# Gotta Try Out Our Ob !



## NC RVer (Feb 18, 2008)

DW said we ARE going to Banjo Creek this weekend !
It is only couple hours away, gonna drag it up there Friday evening--
then I drive back to work







Saturday morning!

The crazy things we do to camp 2 nights!

Dennis & DW


----------



## ssrrchase (Oct 20, 2004)

Have fun! Too bad about working Saturday but ya got to pay for the trailer somehow!

Enjoy the weekend!


----------



## Thor (Apr 7, 2004)

Enjoy, have a blast and safe travels.

Thor


----------



## Oregon_Camper (Sep 13, 2004)

NC RVer said:


> DW said we ARE going to Banjo Creek this weekend !
> It is only couple hours away, gonna drag it up there Friday evening--
> then I drive back to work
> 
> ...


Doesn't sound crazy to me....wish I was camping this weekend.


----------



## ember (Jan 17, 2008)

Enjoy your camping weekend (even with work Saturday morning) !! Keep us Northerners in your thoughts, we got (at my house) 6 more inches of the "white stuff"







and it's supposed to continue to snow til late tonight. OH BOY!! THe only good thing about it (other than it is pretty) this time of year we know it's only going to stay for a few weeks, rather than a few months!!

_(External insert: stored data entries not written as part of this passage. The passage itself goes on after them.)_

//! In-memory motor for simulation and tests.

use crate::consts::MOCK_MOTOR_STEP_S;
use crate::hal::motor::Motor;
use parking_lot::Mutex;
use std::sync::Arc;
use tracing::trace;

/// Motor shared between several states (e.g. patrol and avoidance both
/// driving the same wheel).
pub type SharedMotor = Arc<Mutex<MockMotor>>;

/// Simulated motor.
///
/// Stores the last command of each kind. Commanding a velocity also
/// integrates the position over one fixed `step`, approximating a loop that
/// commands the motor once per tick.
#[derive(Debug, Clone)]
pub struct MockMotor {
    name: String,
    velocity: f64,
    position: f64,
    effort: f64,
    step_s: f64,
}

impl MockMotor {
    /// Create a motor at rest with the default 1 ms integration step.
    pub fn new(name: impl Into<String>) -> Self {
        Self::with_step(name, MOCK_MOTOR_STEP_S)
    }

    /// Create a motor that integrates position over `step_s` seconds per
    /// velocity command. Use the tick interval of the driving loop.
    pub fn with_step(name: impl Into<String>, step_s: f64) -> Self {
        Self {
            name: name.into(),
            velocity: 0.0,
            position: 0.0,
            effort: 0.0,
            step_s,
        }
    }

    /// Wrap into a [`SharedMotor`].
    pub fn shared(self) -> SharedMotor {
        Arc::new(Mutex::new(self))
    }
}

impl Motor for MockMotor {
    fn set_velocity(&mut self, velocity: f64) {
        self.velocity = velocity;
        self.position += velocity * self.step_s;
        trace!("[MockMotor:{}] velocity={velocity}", self.name);
    }

    fn set_position(&mut self, position: f64) {
        self.position = position;
        trace!("[MockMotor:{}] position={position}", self.name);
    }

    fn set_effort(&mut self, effort: f64) {
        self.effort = effort;
        trace!("[MockMotor:{}] effort={effort}", self.name);
    }

    fn velocity(&self) -> f64 {
        self.velocity
    }

    fn position(&self) -> f64 {
        self.position
    }

    fn effort(&self) -> f64 {
        self.effort
    }

    fn name(&self) -> &str {
        &self.name
    }
}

Plus this weekend is our local rv show, so we can dream!!








Ember


----------



## LewCat (Jan 6, 2008)

Have A Great Weekend, Wish I were going 22222222222222!!


----------



## Nathan (Jan 2, 2007)

Have a great time!!!


----------



## lori26 (Jul 23, 2007)

Let me know how you like that place. We may want to check it out too. Have fun!!!

Lori


----------



## NC RVer (Feb 18, 2008)

Hey Lori,
We really like it there,
we camped a few times with my inlaws.
Then we bought a membership.
Kinda like this forum







(bunch of friendly,helpful peps)
The kids love the huge air pillow,
normally have something going on in center building.
Here is link
Most sites are pull-thru, decent size.

Dennis


----------



## Oregon_Camper (Sep 13, 2004)

NC RVer said:


> Hey Lori,
> We really like it there,
> we camped a few times with my inlaws.
> Then we bought a membership.
> ...


Nice place...


----------



## bentpixel (Sep 2, 2006)

NC RVer said:


> ...then I drive back to work
> 
> 
> 
> ...


I think you mean *Sunday*.









DW and I pledged to take aleast one weekend per month to go camping when we bought the OB. 
So far, we've come pretty close to that average. Over the year, that's over three weeks of camping.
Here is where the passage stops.